William Faulkner's "a rose for Emily" is an absorbing mystery story whose chilling ending contains a gruesome surprise. When we discover, along with the narrator and townspeople, what was left of homer's body, we may be surprising or not, depending upon how carefully we have been reading the story and keeping track of details such as Emily Grierson's purchase of rat poison and Homer's body at the end of the story, because Faulkner carefully prepares the ground work of the discovery as the townspeople force their way into that mysterious upstairs room where a "thin, acrid pall as of the tomb seemed to lie everywhere".
But every few readers, if any, are prepared for the story's final paragraph, when we realize that the strand of "iron-gray hair" on the second pillow indicates that Emily has slept with Homer since she murdered him. This last paragraph produces the real horror in the story and an extraordinary revelation about Emily's character.

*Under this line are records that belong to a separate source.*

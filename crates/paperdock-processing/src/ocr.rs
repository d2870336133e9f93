//! OCR over page images, backed by the tesseract CLI.

use std::path::PathBuf;
use std::process::Stdio;

use anyhow::{bail, Context, Result};
use async_trait::async_trait;
use tokio::process::Command;

#[async_trait]
pub trait OcrEngine: Send + Sync {
    /// Recognize text in an encoded image (JPEG or PNG bytes).
    async fn recognize(&self, image: &[u8]) -> Result<String>;
}

/// Shells out to the `tesseract` binary. The binary path and language are
/// configurable so deployments can pin a specific build and traineddata.
pub struct TesseractOcr {
    binary: PathBuf,
    language: String,
}

impl TesseractOcr {
    pub fn new(binary: impl Into<PathBuf>, language: impl Into<String>) -> Self {
        Self {
            binary: binary.into(),
            language: language.into(),
        }
    }

    /// Probe whether the configured binary can run at all. Called once at
    /// startup so a missing install is logged instead of failing every job.
    pub async fn is_available(&self) -> bool {
        Command::new(&self.binary)
            .arg("--version")
            .stdout(Stdio::null())
            .stderr(Stdio::null())
            .status()
            .await
            .map(|s| s.success())
            .unwrap_or(false)
    }
}

#[async_trait]
impl OcrEngine for TesseractOcr {
    async fn recognize(&self, image: &[u8]) -> Result<String> {
        let dir = tempfile::tempdir().context("failed to create OCR scratch dir")?;
        let input = dir.path().join("page.jpg");
        tokio::fs::write(&input, image)
            .await
            .context("failed to stage OCR input image")?;

        let output = Command::new(&self.binary)
            .arg(&input)
            .arg("stdout")
            .arg("-l")
            .arg(&self.language)
            .output()
            .await
            .with_context(|| format!("failed to spawn {}", self.binary.display()))?;

        if !output.status.success() {
            bail!(
                "tesseract exited with {}: {}",
                output.status,
                String::from_utf8_lossy(&output.stderr).trim()
            );
        }
        Ok(String::from_utf8_lossy(&output.stdout).into_owned())
    }
}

The final paragraph seems like the right place to begin a discussion of this story because the surprise ending not only creates a powerful emotional effect on us but also raises an important question about what we are to think of Emily. Is this isolated, eccentric woman simply mad? All the circumstantial evidence indicates that she is a murderer and necrophilia, and yet Faulkner titles the story "A Rose for Emily", as if she is due some kind of tribute. The title somehow qualifies the gap of horror that the story leads up to in the final paragraph. Why would anyone offer this woman a "rose"? What's behind the title?
The reply of "Gwynn and Blotner" explains some of Emily's motivation for murdering homer but it doesn't actually address the purpose and meaning of the title. If Emily killed homer out of a kind of emotional necessity - out of a fear of abandonment - how does that explain the fact that the title seems to suggest that the story is a way of paying respect to Emily? The question remains.